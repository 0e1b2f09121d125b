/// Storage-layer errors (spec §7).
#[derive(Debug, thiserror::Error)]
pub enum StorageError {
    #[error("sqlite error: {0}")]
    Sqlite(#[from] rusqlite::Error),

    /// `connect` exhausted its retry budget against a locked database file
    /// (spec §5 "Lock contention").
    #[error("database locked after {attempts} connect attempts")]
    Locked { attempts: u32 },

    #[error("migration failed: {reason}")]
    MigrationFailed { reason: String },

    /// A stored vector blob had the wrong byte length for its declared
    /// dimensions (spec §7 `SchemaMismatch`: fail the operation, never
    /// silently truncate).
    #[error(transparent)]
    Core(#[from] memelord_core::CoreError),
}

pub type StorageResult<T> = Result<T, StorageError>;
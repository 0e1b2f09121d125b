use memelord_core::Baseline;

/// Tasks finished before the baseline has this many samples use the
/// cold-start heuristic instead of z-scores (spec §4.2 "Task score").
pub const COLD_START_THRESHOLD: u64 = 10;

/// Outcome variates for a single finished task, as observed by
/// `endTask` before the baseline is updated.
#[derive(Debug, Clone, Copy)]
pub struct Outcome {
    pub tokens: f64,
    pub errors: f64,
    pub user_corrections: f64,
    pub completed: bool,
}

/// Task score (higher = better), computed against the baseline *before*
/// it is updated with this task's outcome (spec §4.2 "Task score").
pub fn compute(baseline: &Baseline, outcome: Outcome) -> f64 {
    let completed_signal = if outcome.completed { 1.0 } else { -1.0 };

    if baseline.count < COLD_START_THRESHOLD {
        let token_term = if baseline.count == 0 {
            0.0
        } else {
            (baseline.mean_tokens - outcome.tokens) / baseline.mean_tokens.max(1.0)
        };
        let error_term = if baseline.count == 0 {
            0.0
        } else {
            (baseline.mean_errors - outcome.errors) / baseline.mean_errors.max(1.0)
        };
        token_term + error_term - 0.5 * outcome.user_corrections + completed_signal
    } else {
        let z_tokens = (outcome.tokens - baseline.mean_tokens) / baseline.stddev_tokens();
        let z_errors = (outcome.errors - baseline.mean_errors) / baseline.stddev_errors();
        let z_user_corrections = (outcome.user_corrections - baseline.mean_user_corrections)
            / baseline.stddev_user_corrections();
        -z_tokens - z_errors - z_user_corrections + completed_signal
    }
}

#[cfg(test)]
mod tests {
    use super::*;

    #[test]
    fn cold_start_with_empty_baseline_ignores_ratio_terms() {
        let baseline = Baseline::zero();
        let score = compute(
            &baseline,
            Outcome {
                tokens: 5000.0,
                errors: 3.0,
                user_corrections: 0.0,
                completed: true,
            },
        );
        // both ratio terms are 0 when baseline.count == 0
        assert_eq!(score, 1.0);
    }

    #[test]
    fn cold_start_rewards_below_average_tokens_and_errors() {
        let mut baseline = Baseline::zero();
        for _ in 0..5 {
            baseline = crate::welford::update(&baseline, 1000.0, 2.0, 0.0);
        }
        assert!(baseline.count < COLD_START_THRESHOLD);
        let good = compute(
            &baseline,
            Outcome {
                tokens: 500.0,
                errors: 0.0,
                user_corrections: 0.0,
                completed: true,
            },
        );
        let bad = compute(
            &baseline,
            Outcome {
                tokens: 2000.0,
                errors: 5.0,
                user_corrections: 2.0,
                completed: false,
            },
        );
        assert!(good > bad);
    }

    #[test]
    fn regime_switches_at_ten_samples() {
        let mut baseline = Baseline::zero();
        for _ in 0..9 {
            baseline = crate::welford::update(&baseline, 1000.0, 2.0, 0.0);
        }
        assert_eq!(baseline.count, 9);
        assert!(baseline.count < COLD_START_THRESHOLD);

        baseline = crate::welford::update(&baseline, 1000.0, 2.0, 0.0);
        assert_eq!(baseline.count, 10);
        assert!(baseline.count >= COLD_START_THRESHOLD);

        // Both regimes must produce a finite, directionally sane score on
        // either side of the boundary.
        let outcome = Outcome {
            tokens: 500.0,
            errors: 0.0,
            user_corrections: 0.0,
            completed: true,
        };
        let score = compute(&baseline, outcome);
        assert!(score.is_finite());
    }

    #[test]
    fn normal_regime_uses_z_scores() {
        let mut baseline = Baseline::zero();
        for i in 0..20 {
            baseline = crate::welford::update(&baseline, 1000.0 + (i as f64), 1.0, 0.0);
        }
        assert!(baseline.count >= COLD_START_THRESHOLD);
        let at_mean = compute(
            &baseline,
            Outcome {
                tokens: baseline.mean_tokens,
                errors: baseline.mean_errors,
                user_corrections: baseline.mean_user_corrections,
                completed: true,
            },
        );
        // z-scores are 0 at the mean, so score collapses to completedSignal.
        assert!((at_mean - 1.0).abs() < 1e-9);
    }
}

* _Aim of the exercise_
Every line of the listing that includes the word "against" must be copied.

* _Finished task_
    /// `connect` exhausted its retry budget against a locked database file
/// Task score (higher = better), computed against the baseline *before*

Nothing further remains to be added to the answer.